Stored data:
+ + + + + + +
//! ReplayGain analysis with rsgain.
//!
//! rsgain scans the file and writes the ReplayGain tags itself; with `-O`
//! it also prints a tab-separated report:
//!
//! ```text
//! Filename	Loudness (LUFS)	Gain (dB)	Peak	 Peak (dB)	Peak Type	Clipping Adjustment?
//! 01_Airbag.ogg	-8.61	-9.39	1.053585	0.45	Sample	N
//! Album	-9.12	-8.88	1.064013	0.54	Sample	N
//! ```

use std::path::{Path, PathBuf};

use super::command::ToolCommand;
use crate::config::ToolSettings;
use crate::models::LoudnessReport;

/// Row name rsgain uses for the album summary.
const ALBUM_ROW: &str = "Album";

/// Scan one file and write track gain tags.
pub fn track_gain_command(tools: &ToolSettings, path: &Path) -> ToolCommand {
    ToolCommand::new(&tools.rsgain)
        .args(["custom", "-s", "i", "-O"])
        .arg(path)
}

/// Scan finished tracks together and write track and album gain tags.
pub fn album_gain_command(tools: &ToolSettings, paths: &[PathBuf]) -> ToolCommand {
    ToolCommand::new(&tools.rsgain)
        .args(["custom", "-a", "-s", "i", "-O"])
        .args(paths)
}

/// Parse every result row of a scan report.
///
/// Lines that do not look like result rows are skipped.
pub fn parse_scan_output(text: &str) -> Vec<(String, LoudnessReport)> {
    text.lines().filter_map(parse_row).collect()
}

/// Loudness of the first file in a scan report.
pub fn track_report(text: &str) -> Option<LoudnessReport> {
    parse_scan_output(text)
        .into_iter()
        .find(|(name, _)| name != ALBUM_ROW)
        .map(|(_, report)| report)
}

/// Album summary row of a scan report.
pub fn album_report(text: &str) -> Option<LoudnessReport> {
    parse_scan_output(text)
        .into_iter()
        .find(|(name, _)| name == ALBUM_ROW)
        .map(|(_, report)| report)
}

fn parse_row(line: &str) -> Option<(String, LoudnessReport)> {
    let fields: Vec<&str> = line.split('\t').map(str::trim).collect();
    if fields.len() < 4 {
        return None;
    }

    let report = LoudnessReport {
        loudness_lufs: fields[1].parse().ok()?,
        gain_db: fields[2].parse().ok()?,
        peak: fields[3].parse().ok()?,
    };
    Some((fields[0].to_string(), report))
}

#[cfg(test)]
mod tests {
    use super::*;

    const REPORT: &str = "Filename\tLoudness (LUFS)\tGain (dB)\tPeak\t Peak (dB)\tPeak Type\tClipping Adjustment?\n\
01_Airbag.ogg\t-8.61\t-9.39\t1.053585\t0.45\tSample\tN\n\
02_Paranoid_Android.ogg\t-9.40\t-8.60\t0.988\t-0.10\tSample\tN\n\
Album\t-9.12\t-8.88\t1.064013\t0.54\tSample\tN\n";

    #[test]
    fn skips_header_and_reads_rows() {
        let rows = parse_scan_output(REPORT);
        assert_eq!(rows.len(), 3);
        assert_eq!(rows[1].0, "02_Paranoid_Android.ogg");
        assert_eq!(rows[1].1.gain_db, -8.60);
    }

    #[test]
    fn picks_track_and_album_rows() {
        assert_eq!(track_report(REPORT).unwrap().loudness_lufs, -8.61);
        assert_eq!(album_report(REPORT).unwrap().peak, 1.064013);
    }

    #[test]
    fn silent_track_parses_infinity() {
        let report = track_report("silence.ogg\t-inf\t0.00\t0.000000\t-inf\tSample\tN").unwrap();
        assert!(report.loudness_lufs.is_infinite());
    }

    #[test]
    fn unreadable_output_gives_nothing() {
        assert!(track_report("rsgain: error opening file").is_none());
    }

    #[test]
    fn album_command_lists_files() {
        let files = vec![PathBuf::from("/o/01.ogg"), PathBuf::from("/o/02.ogg")];
        let cmd = album_gain_command(&ToolSettings::default(), &files);
        assert!(cmd.has_arg("-a"));
        assert_eq!(cmd.args.len(), 7);
    }
}
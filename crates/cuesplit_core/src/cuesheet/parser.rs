//! Cuesheet text parsing.
//!
//! Handles the single-file album cuesheet layout produced by rippers:
//!
//! ```text
//! REM GENRE Rock
//! REM DATE 1997
//! PERFORMER "Radiohead"
//! TITLE "OK Computer"
//! FILE "CDImage.flac" WAVE
//!   TRACK 01 AUDIO
//!     TITLE "Airbag"
//!     PERFORMER "Radiohead"
//!     INDEX 01 00:00:00
//!   TRACK 02 AUDIO
//!     TITLE "Paranoid Android"
//!     INDEX 00 04:42:50
//!     INDEX 01 04:44:43
//! ```

use std::time::Duration;

use super::timestamp::parse_timestamp;
use super::types::{Cuesheet, CuesheetError, CuesheetResult, CuesheetTrack};

/// Marker some rippers append to album titles of high-resolution images.
const HD_AUDIO_MARKER: &str = "[HDAudio]";

/// Track being collected between `TRACK` lines.
struct PendingTrack {
    line: usize,
    number: u32,
    is_audio: bool,
    title: Option<String>,
    performer: Option<String>,
    start: Option<Duration>,
}

/// Track that passed validation but may still need the album performer.
struct ParsedTrack {
    number: u32,
    title: String,
    performer: Option<String>,
    start: Duration,
}

/// Parse cuesheet text.
///
/// Fails with [`CuesheetError::Malformed`] when the album performer or title
/// is missing, no audio track is present, a track lacks its title or
/// `INDEX 01`, any timestamp is invalid, or track numbers / start times are
/// not strictly increasing. Nothing is returned on failure.
pub fn parse(text: &str) -> CuesheetResult<Cuesheet> {
    let mut performer: Option<String> = None;
    let mut title: Option<String> = None;
    let mut genre: Option<String> = None;
    let mut date: Option<String> = None;
    let mut file: Option<String> = None;

    let mut current: Option<PendingTrack> = None;
    let mut parsed: Vec<ParsedTrack> = Vec::new();

    for (i, raw) in text.lines().enumerate() {
        let line_no = i + 1;
        let line = raw.trim();
        if line.is_empty() {
            continue;
        }

        let (keyword, rest) = split_keyword(line);
        match keyword.to_ascii_uppercase().as_str() {
            "REM" => {
                if current.is_some() {
                    continue;
                }
                let (field, value) = split_keyword(rest);
                match field.to_ascii_uppercase().as_str() {
                    "GENRE" => genre = non_empty(unquote(value)),
                    "DATE" => {
                        let value = unquote(value);
                        if !value.is_empty() && value.bytes().all(|b| b.is_ascii_digit()) {
                            date = Some(value);
                        }
                    }
                    _ => {}
                }
            }
            "PERFORMER" => {
                let value = non_empty(unquote(rest));
                match current.as_mut() {
                    Some(track) => track.performer = value,
                    None if performer.is_none() => performer = value,
                    None => {}
                }
            }
            "TITLE" => {
                let value = unquote(rest);
                match current.as_mut() {
                    Some(track) => track.title = non_empty(value),
                    None if title.is_none() => {
                        title = non_empty(value.replace(HD_AUDIO_MARKER, "").trim().to_string());
                    }
                    None => {}
                }
            }
            "FILE" => {
                if file.is_some() {
                    return Err(CuesheetError::malformed_at(
                        line_no,
                        "more than one FILE entry (only single-file images are supported)",
                    ));
                }
                file = non_empty(parse_file_name(rest));
            }
            "TRACK" => {
                if let Some(track) = current.take() {
                    push_track(&mut parsed, track)?;
                }
                current = Some(parse_track_line(line_no, rest)?);
            }
            "INDEX" => {
                let (number, stamp) = split_keyword(rest);
                let offset = parse_timestamp(stamp).ok_or_else(|| {
                    CuesheetError::malformed_at(line_no, format!("invalid timestamp '{}'", stamp))
                })?;
                let number: u32 = number.parse().map_err(|_| {
                    CuesheetError::malformed_at(line_no, format!("invalid INDEX number '{}'", number))
                })?;
                if number == 1 {
                    if let Some(track) = current.as_mut() {
                        track.start = Some(offset);
                    }
                }
            }
            _ => {}
        }
    }

    if let Some(track) = current.take() {
        push_track(&mut parsed, track)?;
    }

    let performer = performer.ok_or_else(|| CuesheetError::malformed("missing album PERFORMER"))?;
    let title = title.ok_or_else(|| CuesheetError::malformed("missing album TITLE"))?;
    if parsed.is_empty() {
        return Err(CuesheetError::malformed("no audio tracks found"));
    }

    let starts: Vec<Duration> = parsed.iter().map(|t| t.start).collect();
    let tracks = parsed
        .into_iter()
        .enumerate()
        .map(|(i, t)| CuesheetTrack {
            index: (i + 1) as u32,
            number: t.number,
            title: t.title,
            performer: t.performer.unwrap_or_else(|| performer.clone()),
            start: t.start,
            end: starts.get(i + 1).copied(),
        })
        .collect();

    Ok(Cuesheet {
        performer,
        title,
        genre,
        date,
        file,
        tracks,
    })
}

/// Validate a finished track and append it.
fn push_track(parsed: &mut Vec<ParsedTrack>, track: PendingTrack) -> CuesheetResult<()> {
    if !track.is_audio {
        tracing::debug!("Skipping non-audio track {}", track.number);
        return Ok(());
    }

    let title = track.title.ok_or_else(|| {
        CuesheetError::malformed_at(track.line, format!("track {:02} has no TITLE", track.number))
    })?;
    let start = track.start.ok_or_else(|| {
        CuesheetError::malformed_at(track.line, format!("track {:02} has no INDEX 01", track.number))
    })?;

    if let Some(prev) = parsed.last() {
        if track.number <= prev.number {
            return Err(CuesheetError::malformed_at(
                track.line,
                format!("track number {:02} does not follow {:02}", track.number, prev.number),
            ));
        }
        if start <= prev.start {
            return Err(CuesheetError::malformed_at(
                track.line,
                format!("track {:02} does not start after track {:02}", track.number, prev.number),
            ));
        }
    }

    parsed.push(ParsedTrack {
        number: track.number,
        title,
        performer: track.performer,
        start,
    });
    Ok(())
}

/// Parse the arguments of a `TRACK nn AUDIO` line.
fn parse_track_line(line_no: usize, rest: &str) -> CuesheetResult<PendingTrack> {
    let (number, kind) = split_keyword(rest);
    let number: u32 = number
        .parse()
        .ok()
        .filter(|n| *n > 0)
        .ok_or_else(|| CuesheetError::malformed_at(line_no, format!("invalid track number '{}'", number)))?;

    Ok(PendingTrack {
        line: line_no,
        number,
        is_audio: kind.is_empty() || kind.eq_ignore_ascii_case("AUDIO"),
        title: None,
        performer: None,
        start: None,
    })
}

/// Extract the file name from `FILE "name.flac" WAVE` or `FILE name.flac WAVE`.
fn parse_file_name(rest: &str) -> String {
    let rest = rest.trim();
    if let Some(quoted) = rest.strip_prefix('"') {
        return match quoted.find('"') {
            Some(end) => quoted[..end].to_string(),
            None => quoted.trim().to_string(),
        };
    }

    // Unquoted: the last word is the file type when there is more than one.
    match rest.rsplit_once(char::is_whitespace) {
        Some((name, _kind)) => name.trim().to_string(),
        None => rest.to_string(),
    }
}

/// Split off the first whitespace-delimited word.
fn split_keyword(line: &str) -> (&str, &str) {
    let line = line.trim_start();
    match line.split_once(char::is_whitespace) {
        Some((head, tail)) => (head, tail.trim()),
        None => (line, ""),
    }
}

/// Remove one pair of surrounding quotes.
fn unquote(value: &str) -> String {
    let value = value.trim();
    for quote in ['"', '\''] {
        if let Some(inner) = value.strip_prefix(quote) {
            let inner = inner.strip_suffix(quote).unwrap_or(inner);
            return inner.trim().to_string();
        }
    }
    value.to_string()
}

fn non_empty(value: String) -> Option<String> {
    if value.is_empty() {
        None
    } else {
        Some(value)
    }
}

#[cfg(test)]
mod tests {
    use super::*;

    const ALBUM: &str = r#"REM GENRE "Alternative"
REM DATE 1997
REM COMMENT "ExactAudioCopy v1.6"
PERFORMER "Radiohead"
TITLE "OK Computer [HDAudio]"
FILE "CDImage.flac" WAVE
  TRACK 01 AUDIO
    TITLE "Airbag"
    PERFORMER "Radiohead"
    INDEX 01 00:00:00
  TRACK 02 AUDIO
    TITLE "Paranoid Android"
    INDEX 00 04:42:50
    INDEX 01 04:44:43
  TRACK 03 AUDIO
    TITLE "Subterranean Homesick Alien"
    PERFORMER "Thom & Co"
    INDEX 01 11:07:60
"#;

    #[test]
    fn parses_album_fields() {
        let sheet = parse(ALBUM).unwrap();
        assert_eq!(sheet.performer, "Radiohead");
        assert_eq!(sheet.title, "OK Computer");
        assert_eq!(sheet.genre.as_deref(), Some("Alternative"));
        assert_eq!(sheet.date.as_deref(), Some("1997"));
        assert_eq!(sheet.file.as_deref(), Some("CDImage.flac"));
    }

    #[test]
    fn yields_ordered_tracks_with_derived_ends() {
        let sheet = parse(ALBUM).unwrap();
        assert_eq!(sheet.len(), 3);

        for (i, track) in sheet.tracks.iter().enumerate() {
            assert_eq!(track.index, (i + 1) as u32);
        }
        for pair in sheet.tracks.windows(2) {
            assert!(pair[0].start < pair[1].start);
            assert_eq!(pair[0].end, Some(pair[1].start));
        }
        assert_eq!(sheet.tracks[2].end, None);
    }

    #[test]
    fn uses_index_01_not_pregap() {
        let sheet = parse(ALBUM).unwrap();
        assert_eq!(sheet.tracks[1].start, parse_timestamp("04:44:43").unwrap());
    }

    #[test]
    fn track_performer_falls_back_to_album() {
        let sheet = parse(ALBUM).unwrap();
        assert_eq!(sheet.tracks[1].performer, "Radiohead");
        assert_eq!(sheet.tracks[2].performer, "Thom & Co");
    }

    #[test]
    fn malformed_timestamp_fails_whole_parse() {
        let text = ALBUM.replace("INDEX 01 04:44:43", "INDEX 01 04:4x:43");
        let err = parse(&text).unwrap_err();
        assert!(err.is_malformed());
        assert!(err.to_string().contains("04:4x:43"));
    }

    #[test]
    fn oversized_minutes_are_malformed() {
        let text = ALBUM.replace("INDEX 01 11:07:60", "INDEX 01 307445734561825861:00:00");
        let err = parse(&text).unwrap_err();
        assert!(matches!(err, CuesheetError::Malformed { line: Some(18), .. }), "{:?}", err);
    }

    #[test]
    fn missing_performer_is_malformed() {
        // Track 01 keeps its own performer; the album-level one is still required
        let text = ALBUM.replace("PERFORMER \"Radiohead\"\nTITLE", "TITLE");
        let err = parse(&text).unwrap_err();
        assert!(err.to_string().contains("PERFORMER"));
    }

    #[test]
    fn missing_title_is_malformed() {
        let text = ALBUM.replace("TITLE \"OK Computer [HDAudio]\"\n", "");
        assert!(parse(&text).unwrap_err().to_string().contains("TITLE"));
    }

    #[test]
    fn non_increasing_starts_are_malformed() {
        let text = ALBUM.replace("INDEX 01 11:07:60", "INDEX 01 01:00:00");
        let err = parse(&text).unwrap_err();
        assert!(err.to_string().contains("does not start after"));
    }

    #[test]
    fn track_without_index_is_malformed() {
        let text = ALBUM.replace("    INDEX 01 11:07:60\n", "");
        assert!(parse(&text).unwrap_err().to_string().contains("INDEX 01"));
    }

    #[test]
    fn no_tracks_is_malformed() {
        let text = "PERFORMER \"A\"\nTITLE \"B\"\nFILE \"x.flac\" WAVE\n";
        assert!(parse(text).unwrap_err().to_string().contains("no audio tracks"));
    }

    #[test]
    fn multiple_files_are_rejected() {
        let text = ALBUM.replace(
            "  TRACK 02 AUDIO",
            "FILE \"second.flac\" WAVE\n  TRACK 02 AUDIO",
        );
        assert!(parse(&text).unwrap_err().to_string().contains("more than one FILE"));
    }

    #[test]
    fn skips_data_tracks() {
        let text = ALBUM.replace("TRACK 03 AUDIO", "TRACK 03 MODE1/2352");
        let sheet = parse(&text).unwrap();
        assert_eq!(sheet.len(), 2);
        assert_eq!(sheet.tracks[1].end, None);
    }

    #[test]
    fn non_numeric_date_is_dropped() {
        let text = ALBUM.replace("REM DATE 1997", "REM DATE \"unknown\"");
        assert_eq!(parse(&text).unwrap().date, None);
    }

    #[test]
    fn unquoted_file_name_drops_type() {
        assert_eq!(parse_file_name("my album.wav WAVE"), "my album.wav");
        assert_eq!(parse_file_name("\"CDImage.ape\" WAVE"), "CDImage.ape");
        assert_eq!(parse_file_name("image.flac"), "image.flac");
    }

    #[test]
    fn single_track_album() {
        let text = "PERFORMER \"A\"\nTITLE \"B\"\nFILE \"x.flac\" WAVE\nTRACK 01 AUDIO\nTITLE \"Only\"\nINDEX 01 00:00:00\n";
        let sheet = parse(text).unwrap();
        assert_eq!(sheet.len(), 1);
        assert_eq!(sheet.tracks[0].performer, "A");
        assert_eq!(sheet.tracks[0].end, None);
    }

    #[test]
    fn windows_line_endings() {
        let text = ALBUM.replace('\n', "\r\n");
        assert_eq!(parse(&text).unwrap().len(), 3);
    }
}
+ + + + + + +
Give the count, and only the count, of lines in these records that hold the string "ToolSettings".

4